Collective (a-infos-en@ainfos.ca)
----------------------------------------------------------------------
Message: 1
In Athens on Sunday 4th of February, a mass nationalist rally took place over the
"Macedonian" issue. The police gave an estimation of 140.000 people, while the organizers
speak of more than a million (!). Perhaps it had more people than the police's official
estimate but not even close to the organizers claims, which are more of a wishful
thinking. This was the second demonstration within a month period over the same issue, the
first being held in Thessaloniki in late January. ---- The "Macedonian issue" which
triggered both rallies revolves, at least nominally, around the official name of a
neighboring state, the Former Yugoslavian Republic of Macedonia (FYROM). The latter use
Macedonia as its national self-designation, something that the Greek state has opposed
because it is said to threaten Greek territorial integrity, which has a north region named
Macedonia. It's a well-known issue in the Balkans and a real point of conflict between the
Greek and Macedonian/FYROM state.
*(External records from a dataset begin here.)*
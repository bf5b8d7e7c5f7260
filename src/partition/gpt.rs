//! Qualcomm GPT dump parser.
//!
//! Accepts the tabular form `name  start-sector  sector-count  human-size`
//! (one partition per line, whitespace or comma separated) and the EDL
//! `printgpt` form `name: Offset 0x..., Length 0x..., ...`. Lines matching
//! neither are skipped.

use once_cell::sync::Lazy;
use regex::Regex;

use crate::models::PartitionEntry;

use super::parse_number;

/// Sector size of the tabular dump.
pub const SECTOR_SIZE: u64 = 512;

static TABLE_LINE: Lazy<Regex> = Lazy::new(|| {
    Regex::new(
        r"(?i)^\s*([A-Za-z0-9_.\-]+)\s*[,:]?\s+(\d+)\s*,?\s+(\d+)\s*,?\s+(\d+(?:\.\d+)?\s*[KMGT]?i?B)\s*$",
    )
    .expect("valid GPT table regex")
});

static EDL_LINE: Lazy<Regex> = Lazy::new(|| {
    Regex::new(r"(?i)^\s*([A-Za-z0-9_.\-]+):\s+Offset\s+(0x[0-9a-f]+|\d+),\s*Length\s+(0x[0-9a-f]+|\d+)")
        .expect("valid EDL printgpt regex")
});

fn parse_line(line: &str) -> Option<PartitionEntry> {
    if let Some(caps) = TABLE_LINE.captures(line) {
        let start: u64 = caps[2].parse().ok()?;
        let count: u64 = caps[3].parse().ok()?;
        let mut entry = PartitionEntry::new(
            &caps[1],
            start.saturating_mul(SECTOR_SIZE),
            count.saturating_mul(SECTOR_SIZE),
        );
        entry.vendor_tag.insert("size", caps[4].trim());
        return Some(entry);
    }

    let caps = EDL_LINE.captures(line)?;
    let offset = parse_number(&caps[2])?;
    let length = parse_number(&caps[3])?;
    Some(PartitionEntry::new(&caps[1], offset, length))
}

/// Parse a Qualcomm GPT dump into partition entries.
///
/// # Examples
///
/// ```
/// use omniflash::partition::gpt::parse;
///
/// let entries = parse("boot_a  8192  131072  64.0 MB\n");
/// assert_eq!(entries[0].size_bytes, 131072 * 512);
/// ```
pub fn parse(raw: &str) -> Vec<PartitionEntry> {
    raw.lines().filter_map(parse_line).collect()
}

#[cfg(test)]
mod tests {
    use super::*;

    #[test]
    fn test_parse_table_lines() {
        let raw = "\
Name        Start      Count     Size
xbl_a       6          7168      3.5 MB
boot_a      8192       131072    64.0 MB
userdata,   1000000,   2000000,  976.6 MiB
";
        let entries = parse(raw);
        assert_eq!(entries.len(), 3);
        assert_eq!(entries[0].name, "xbl_a");
        assert_eq!(entries[0].start_offset, 6 * 512);
        assert_eq!(entries[1].size_bytes, 131072 * 512);
        assert_eq!(entries[1].vendor_tag.get("size"), Some("64.0 MB"));
        assert_eq!(entries[2].name, "userdata");
    }

    #[test]
    fn test_parse_edl_printgpt_lines() {
        let raw = "\
Parsing Lun 0:
ssd:                 Offset 0x0000000000006000, Length 0x0000000000002000, Flags 0x00000000, UUID 2c86e742, Type 0x2c86e742
persist:             Offset 0x0000000000008000, Length 0x0000000002000000, Flags 0x00000000, UUID 6c95e238, Type 0x6c95e238
";
        let entries = parse(raw);
        assert_eq!(entries.len(), 2);
        assert_eq!(entries[0].name, "ssd");
        assert_eq!(entries[0].start_offset, 0x6000);
        assert_eq!(entries[1].size_bytes, 0x2000000);
    }

    #[test]
    fn test_non_matching_lines_skipped() {
        let raw = "edl.py - Qualcomm Sahara / Firehose Client\nDevice detected :)\nboot 10 20\n";
        assert!(parse(raw).is_empty());
    }
}
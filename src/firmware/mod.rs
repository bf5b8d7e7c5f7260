//! Firmware package handling: container extraction into a disposable scratch
//! directory and role classification of the resulting images.

pub mod archive;
pub mod extractor;
pub mod roles;
pub mod scratch;

pub use extractor::{FirmwareExtractor, FirmwarePackage};
pub use scratch::ScratchDir;
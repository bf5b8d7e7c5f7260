//! Flash Orchestration: ToolResolving -> Extracting -> Flashing(1..N) -> Rebooting.
//!
//! One `FlashOrchestrator::run` call drives a whole session and always ends
//! with a `SessionReport`. Fatal problems before the first partition (tool,
//! extraction, plan) end the session as `Failed`; per-partition failures are
//! recorded and only halt the session when the partition is critical.

pub mod plan;
pub mod progress;
pub mod session;
pub mod state;

use std::io;
use std::path::PathBuf;
use std::sync::Arc;

use tokio::sync::{mpsc, watch};
use uuid::Uuid;

pub use plan::{build_plan, manual_entry, CriticalSet, FlashPlan, PlanBuild, PlanEntry};
pub use progress::ProgressAggregator;
pub use session::{FlashService, SessionHandle};
pub use state::{FlashPhase, PhaseTracker};

use crate::config::Settings;
use crate::error::{ExtractError, FlashError};
use crate::firmware::{FirmwareExtractor, ScratchDir};
use crate::models::{
    DeviceHandle, OutputLine, PartitionEntry, PartitionResult, PartitionStatus, ProcessOutcome,
    SessionReport, ToolHandle,
};
use crate::partition;
use crate::process::ProcessRunner;
use crate::tools::{select_loader, ToolResolver};
use crate::vendor::{classify_output, Operation, OutputVerdict, TemplateVars, Vendor};

/// Where the images of a session come from.
#[derive(Debug, Clone)]
pub enum FlashSource {
    /// Firmware containers to unpack and bind against a partition table
    Firmware {
        containers: Vec<PathBuf>,
        /// Table supplied by the caller; read from the device when absent
        partition_table: Option<Vec<PartitionEntry>>,
    },
    /// A plan built ahead of time (e.g. manual `partition=image` pairs)
    Plan(FlashPlan),
}

/// Everything needed to run one flash session.
#[derive(Debug, Clone)]
pub struct FlashRequest {
    pub device: DeviceHandle,
    pub source: FlashSource,
    pub preserve_user_data: bool,
    pub critical: CriticalSet,
    /// Explicit tool; resolved from the device vendor when absent
    pub tool: Option<ToolHandle>,
    /// Explicit chipset loader (Qualcomm/MediaTek)
    pub loader: Option<PathBuf>,
    pub reboot: bool,
}

impl FlashRequest {
    /// Flash firmware containers. User data is preserved unless told otherwise.
    pub fn firmware(device: DeviceHandle, containers: Vec<PathBuf>) -> Self {
        FlashRequest {
            device,
            source: FlashSource::Firmware {
                containers,
                partition_table: None,
            },
            preserve_user_data: true,
            critical: CriticalSet::new(),
            tool: None,
            loader: None,
            reboot: true,
        }
    }

    pub fn plan(device: DeviceHandle, plan: FlashPlan) -> Self {
        let preserve_user_data = plan.preserve_user_data;
        FlashRequest {
            device,
            source: FlashSource::Plan(plan),
            preserve_user_data,
            critical: CriticalSet::new(),
            tool: None,
            loader: None,
            reboot: true,
        }
    }

    pub fn with_partition_table(mut self, table: Vec<PartitionEntry>) -> Self {
        if let FlashSource::Firmware { partition_table, .. } = &mut self.source {
            *partition_table = Some(table);
        }
        self
    }

    pub fn preserve_user_data(mut self, preserve: bool) -> Self {
        self.preserve_user_data = preserve;
        self
    }

    pub fn with_critical(mut self, critical: CriticalSet) -> Self {
        self.critical = critical;
        self
    }

    pub fn with_tool(mut self, tool: ToolHandle) -> Self {
        self.tool = Some(tool);
        self
    }

    pub fn with_loader(mut self, loader: impl Into<PathBuf>) -> Self {
        self.loader = Some(loader.into());
        self
    }

    pub fn without_reboot(mut self) -> Self {
        self.reboot = false;
        self
    }
}

/// Session event streamed to observers.
#[derive(Debug, Clone)]
pub struct FlashEvent {
    pub session: Uuid,
    pub kind: FlashEventKind,
}

#[derive(Debug, Clone)]
pub enum FlashEventKind {
    Phase(FlashPhase),
    /// Overall session progress (0-100, monotonic)
    Progress(u8),
    /// One line of tool output
    Log(String),
    PartitionFinished(PartitionResult),
    Finished(SessionReport),
}

/// Mutable state of one running session.
struct SessionContext {
    id: Uuid,
    events: mpsc::UnboundedSender<FlashEvent>,
    tracker: PhaseTracker,
    report: SessionReport,
    scratch: Option<ScratchDir>,
    /// Tool invocations so far; Samsung needs `--resume` after the first
    invocations: usize,
}

impl SessionContext {
    fn new(id: Uuid, events: mpsc::UnboundedSender<FlashEvent>) -> Self {
        SessionContext {
            id,
            events,
            tracker: PhaseTracker::new(),
            report: SessionReport::new(id),
            scratch: None,
            invocations: 0,
        }
    }

    fn emit(&self, kind: FlashEventKind) {
        // Observers may have gone away; the session still runs to completion.
        let _ = self.events.send(FlashEvent { session: self.id, kind });
    }

    fn enter(&mut self, phase: FlashPhase) -> Result<(), FlashError> {
        self.tracker.transition(phase)?;
        log::info!(target: "parsed", "[Flash] Session {} -> {}", self.id.simple(), phase);
        self.emit(FlashEventKind::Phase(phase));
        Ok(())
    }

    fn record(&mut self, result: PartitionResult) {
        log::info!(
            target: "parsed",
            "[Flash] {} <- {}: {}{}",
            result.partition,
            result.image.display(),
            result.status,
            if result.critical { " (critical)" } else { "" }
        );
        self.emit(FlashEventKind::PartitionFinished(result.clone()));
        self.report.partitions.push(result);
    }
}

/// Drives flash sessions: resolve tool, unpack, plan, flash, reboot.
pub struct FlashOrchestrator {
    settings: Settings,
    resolver: Arc<ToolResolver>,
    runner: ProcessRunner,
    extractor: FirmwareExtractor,
}
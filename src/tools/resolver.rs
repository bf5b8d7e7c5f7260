//! Tool resolution: managed directory, system install paths, then `PATH`,
//! falling back to a download-and-install flow.
//!
//! Resolved handles are cached for the lifetime of the resolver. After an
//! install the managed directory is searched again, so a second `resolve()`
//! finds the tool locally and never touches the network.

use std::collections::HashMap;
use std::env;
use std::ffi::OsString;
use std::path::{Path, PathBuf};
use std::sync::{Mutex, MutexGuard};

use tokio::sync::watch;

use crate::config::Settings;
use crate::error::ToolError;
use crate::models::{ToolHandle, ToolKind};
use crate::process::ProcessRunner;

use super::catalog::ToolSpec;
use super::install::ToolInstaller;
use super::loaders::collect_files;

/// Where a tool was found; script tools on `PATH` are launchable wrappers.
#[derive(Debug, Clone, Copy, PartialEq, Eq)]
enum Origin {
    Managed,
    System,
    SearchPath,
}

/// Locates vendor tools and their interpreters, installing tools on demand.
pub struct ToolResolver {
    settings: Settings,
    installer: ToolInstaller,
    runner: ProcessRunner,
    /// Replaces system dirs and `PATH` when set
    search_dirs: Option<Vec<PathBuf>>,
    cache: Mutex<HashMap<ToolKind, ToolHandle>>,
    interpreter: Mutex<Option<PathBuf>>,
}

fn lock<T>(mutex: &Mutex<T>) -> MutexGuard<'_, T> {
    mutex.lock().unwrap_or_else(|poisoned| poisoned.into_inner())
}

fn path_dirs() -> Vec<PathBuf> {
    env::var_os("PATH")
        .map(|paths| env::split_paths(&paths).collect())
        .unwrap_or_default()
}

fn find_in_dirs(dirs: &[PathBuf], names: &[&str]) -> Option<PathBuf> {
    for dir in dirs {
        for name in names {
            let candidate = dir.join(name);
            if candidate.is_file() {
                return Some(candidate);
            }
        }
    }
    None
}

impl ToolResolver {
    pub fn new(settings: Settings) -> Result<Self, ToolError> {
        let installer = ToolInstaller::new(&settings.download)?;
        Ok(ToolResolver {
            settings,
            installer,
            runner: ProcessRunner::new(),
            search_dirs: None,
            cache: Mutex::new(HashMap::new()),
            interpreter: Mutex::new(None),
        })
    }

    /// Restrict lookups outside the managed directory to `dirs`.
    pub fn with_search_dirs(mut self, dirs: Vec<PathBuf>) -> Self {
        self.search_dirs = Some(dirs);
        self
    }

    pub fn settings(&self) -> &Settings {
        &self.settings
    }

    pub fn spec(&self, kind: ToolKind) -> ToolSpec {
        ToolSpec::for_kind(kind, &self.settings)
    }

    /// Managed install directory of one tool.
    pub fn managed_dir(&self, kind: ToolKind) -> PathBuf {
        self.settings.tools_dir.join(kind.as_str())
    }

    /// Return a usable handle, installing the tool if it cannot be found.
    pub async fn resolve(&self, kind: ToolKind) -> Result<ToolHandle, ToolError> {
        match self.locate(kind).await {
            Ok(handle) => return Ok(handle),
            Err(ToolError::NotInstalled(_)) => {}
            Err(e) => return Err(e),
        }

        let spec = self.spec(kind);
        log::info!(
            target: "parsed",
            "[Resolver] {} not found, installing into {}",
            kind,
            self.managed_dir(kind).display()
        );
        self.installer.install(&spec, &self.managed_dir(kind)).await?;
        self.invalidate(kind);

        let Some(program) = self.find_managed(&spec) else {
            return Err(ToolError::InstallFailed {
                tool: kind.as_str().to_string(),
                reason: format!(
                    "installed package contains none of: {}",
                    spec.executable_names.join(", ")
                ),
            });
        };
        let handle = self.build_handle(&spec, program, Origin::Managed).await?;
        log::info!(target: "parsed", "[Resolver] {} installed at {}", kind, handle.program.display());
        self.register(handle.clone());
        Ok(handle)
    }

    /// Find an installed tool without downloading anything.
    pub async fn locate(&self, kind: ToolKind) -> Result<ToolHandle, ToolError> {
        let cached = lock(&self.cache).get(&kind).cloned();
        if let Some(handle) = cached {
            if handle.program.is_file() {
                return Ok(handle);
            }
            log::warn!("[Resolver] Cached {} vanished, searching again", kind);
        }
        self.invalidate(kind);

        let spec = self.spec(kind);
        let found = self
            .find_managed(&spec)
            .map(|p| (p, Origin::Managed))
            .or_else(|| self.find_system(&spec).map(|p| (p, Origin::System)))
            .or_else(|| self.find_on_search_path(&spec).map(|p| (p, Origin::SearchPath)));

        let Some((program, origin)) = found else {
            log::debug!("[Resolver] {} not found in any location", kind);
            return Err(ToolError::NotInstalled(kind.as_str().to_string()));
        };

        let handle = self.build_handle(&spec, program, origin).await?;
        log::info!("[Resolver] {} resolved to {} ({:?})", kind, handle.program.display(), origin);
        self.register(handle.clone());
        Ok(handle)
    }

    /// Cache a handle, e.g. one supplied explicitly by the operator.
    pub fn register(&self, handle: ToolHandle) {
        lock(&self.cache).insert(handle.kind, handle);
    }

    /// Forget a cached handle (after reinstalling the tool).
    pub fn invalidate(&self, kind: ToolKind) {
        lock(&self.cache).remove(&kind);
    }

    async fn build_handle(
        &self,
        spec: &ToolSpec,
        program: PathBuf,
        origin: Origin,
    ) -> Result<ToolHandle, ToolError> {
        let mut handle = ToolHandle::executable(spec.kind, program);
        let is_py = handle
            .program
            .extension()
            .map(|e| e.eq_ignore_ascii_case("py"))
            .unwrap_or(false);
        if spec.script && (is_py || origin != Origin::SearchPath) {
            handle.interpreter = Some(self.locate_interpreter(spec.kind).await?);
        }
        Ok(handle)
    }

    fn find_managed(&self, spec: &ToolSpec) -> Option<PathBuf> {
        let mut files = Vec::new();
        collect_files(&self.managed_dir(spec.kind), 0, &mut files);
        spec.executable_names.iter().find_map(|name| {
            files
                .iter()
                .find(|f| {
                    f.file_name()
                        .map(|n| n.to_string_lossy().eq_ignore_ascii_case(name))
                        .unwrap_or(false)
                })
                .cloned()
        })
    }

    fn find_system(&self, spec: &ToolSpec) -> Option<PathBuf> {
        if self.search_dirs.is_some() {
            return None;
        }
        let dirs: Vec<PathBuf> = spec.system_dirs.iter().map(PathBuf::from).collect();
        find_in_dirs(&dirs, spec.executable_names)
    }

    fn find_on_search_path(&self, spec: &ToolSpec) -> Option<PathBuf> {
        let dirs = self.search_dirs.clone().unwrap_or_else(path_dirs);
        find_in_dirs(&dirs, spec.executable_names)
    }

    /// First interpreter candidate that answers `--version` with exit code 0.
    pub async fn locate_interpreter(&self, kind: ToolKind) -> Result<PathBuf, ToolError> {
        let known = lock(&self.interpreter).clone();
        if let Some(found) = known {
            return Ok(found);
        }

        let (_cancel_tx, cancel_rx) = watch::channel(false);
        for candidate in &self.settings.interpreter_candidates {
            let Some(program) = self.interpreter_path(candidate) else {
                continue;
            };
            let probe = self
                .runner
                .run_command(
                    &program,
                    &[OsString::from("--version")],
                    Path::new("."),
                    self.settings.probe_timeout(),
                    cancel_rx.clone(),
                    |_| {},
                )
                .await;
            match probe {
                Ok(outcome) if outcome.exit_code == Some(0) => {
                    log::info!(
                        "[Resolver] Interpreter {} ({})",
                        program.display(),
                        outcome.exit_text.trim()
                    );
                    *lock(&self.interpreter) = Some(program.clone());
                    return Ok(program);
                }
                Ok(outcome) => log::debug!(
                    "[Resolver] Interpreter candidate {} rejected (exit {:?})",
                    program.display(),
                    outcome.exit_code
                ),
                Err(e) => log::debug!("[Resolver] Interpreter candidate {}: {}", candidate, e),
            }
        }

        Err(ToolError::InterpreterNotFound(kind.as_str().to_string()))
    }

    fn interpreter_path(&self, candidate: &str) -> Option<PathBuf> {
        let path = Path::new(candidate);
        if path.components().count() > 1 {
            return path.is_file().then(|| path.to_path_buf());
        }
        find_in_dirs(&path_dirs(), &[candidate])
    }
}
Naturally, the Macedonian issue is also a topic that
nationalists in both countries have invested a lot in order to promote their ideas and
agendas.
While the issue dates back to 1992, when huge nationalist rallies took place in Greece for
the first time, the controversy over the name has been rekindled by recent events in
FYROM, whose new government appears to adopt a more open stance towards a mutual
diplomatic solution. The Greek government appears divided over the issue, since the
far-right minor partner, ANEL, opposes any solution that involves the use of the name
Macedonia, while SYRIZA, the left major partner is in favor of such a pragmatic deal. The
Greek government is also pressed by its ‘allies' in NATO to find a solution which would
lead to an uplift of the Greek veto over FYROM's joining the organization. This provides
the general geopolitical context of the Macedonian issue currently and determines the
actions of the various political agents.
While the details are far from fixed, and they are many, the anticipated solution entails
that the state of FYROM will have a composite name (e.g. North Macedonia or New Macedonia)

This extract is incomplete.